### [PROBLEM STATEMENT]
From the records, return each line that has the word "StochasticTileArrayIter" in it.

#### GIVEN DATA ####

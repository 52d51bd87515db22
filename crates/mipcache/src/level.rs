//! One mip level, tiled or flat.

use mipcache_core::{PixelFormat, Support};

use crate::buffer::{BufferIter, StochasticBufferIter, TextureBuffer};
use crate::error::TexResult;
use crate::iter::SampleIterator;
use crate::random::RandomOffsetTable;
use crate::sample::SampleVector;
use crate::tile_array::{StochasticTileArrayIter, TileArray, TileArrayIter};

/// Storage of one mip level.
///
/// Tiled subimages stay on disk until touched; scanline subimages are read
/// whole into a [`TextureBuffer`] when the level is built.
#[derive(Debug)]
pub enum MipLevel<T: PixelFormat> {
    /// Lazily fetched tiles.
    Tiled(TileArray<T>),
    /// Fully resident raster.
    Flat(TextureBuffer<T>),
}

impl<T: PixelFormat> MipLevel<T> {
    /// Width in pixels.
    pub fn width(&self) -> u32 {
        match self {
            Self::Tiled(t) => t.width(),
            Self::Flat(b) => b.width(),
        }
    }

    /// Height in pixels.
    pub fn height(&self) -> u32 {
        match self {
            Self::Tiled(t) => t.height(),
            Self::Flat(b) => b.height(),
        }
    }

    /// Channels per pixel.
    pub fn channels(&self) -> u32 {
        match self {
            Self::Tiled(t) => t.channels(),
            Self::Flat(b) => b.channels(),
        }
    }

    /// Whole level as a support.
    pub fn extent(&self) -> Support {
        Support::from_size(self.width(), self.height())
    }

    /// Logical value of channel `c` of pixel `(x, y)`.
    pub fn value(&self, x: i32, y: i32, c: u32) -> TexResult<f32> {
        match self {
            Self::Tiled(t) => t.value(x, y, c),
            Self::Flat(b) => Ok(b.value(x, y, c)?),
        }
    }

    /// Regular iterator over `support` clipped to the level.
    pub fn iter(&self, support: Support) -> TexResult<LevelIter<'_, T>> {
        Ok(match self {
            Self::Tiled(t) => LevelIter::Tiles(t.iter(support)?),
            Self::Flat(b) => LevelIter::Buffer(b.iter(support)),
        })
    }

    /// Stochastic iterator of `samples` positions over `support` clipped
    /// to the level.
    pub fn stochastic_iter<'a>(
        &'a self,
        support: Support,
        samples: u32,
        table: &'a RandomOffsetTable,
    ) -> TexResult<LevelIter<'a, T>> {
        Ok(match self {
            Self::Tiled(t) => LevelIter::StochasticTiles(t.stochastic_iter(support, samples, table)?),
            Self::Flat(b) => LevelIter::StochasticBuffer(b.stochastic_iter(support, samples, table)),
        })
    }
}

/// Any of the four iterator kinds of a [`MipLevel`].
pub enum LevelIter<'a, T: PixelFormat> {
    /// Regular walk over a flat level.
    Buffer(BufferIter<'a, T>),
    /// Stochastic walk over a flat level.
    StochasticBuffer(StochasticBufferIter<'a, T>),
    /// Regular walk over a tiled level.
    Tiles(TileArrayIter<'a, T>),
    /// Stochastic walk over a tiled level.
    StochasticTiles(StochasticTileArrayIter<'a, T>),
}

macro_rules! dispatch {
    ($self:expr, $it:ident => $body:expr) => {
        match $self {
            LevelIter::Buffer($it) => $body,
            LevelIter::StochasticBuffer($it) => $body,
            LevelIter::Tiles($it) => $body,
            LevelIter::StochasticTiles($it) => $body,
        }
    };
}

impl<T: PixelFormat> SampleIterator<T> for LevelIter<'_, T> {
    #[inline]
    fn valid(&self) -> bool {
        dispatch!(self, it => it.valid())
    }

    #[inline]
    fn advance(&mut self) -> TexResult<()> {
        dispatch!(self, it => it.advance())
    }

    #[inline]
    fn x(&self) -> i32 {
        dispatch!(self, it => it.x())
    }

    #[inline]
    fn y(&self) -> i32 {
        dispatch!(self, it => it.y())
    }

    #[inline]
    fn sample(&self) -> SampleVector<'_, T> {
        dispatch!(self, it => it.sample())
    }
}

####

### [SOLUTION TO THIS TASK]
use crate::tile_array::{StochasticTileArrayIter, TileArray, TileArrayIter};
    StochasticTiles(StochasticTileArrayIter<'a, T>),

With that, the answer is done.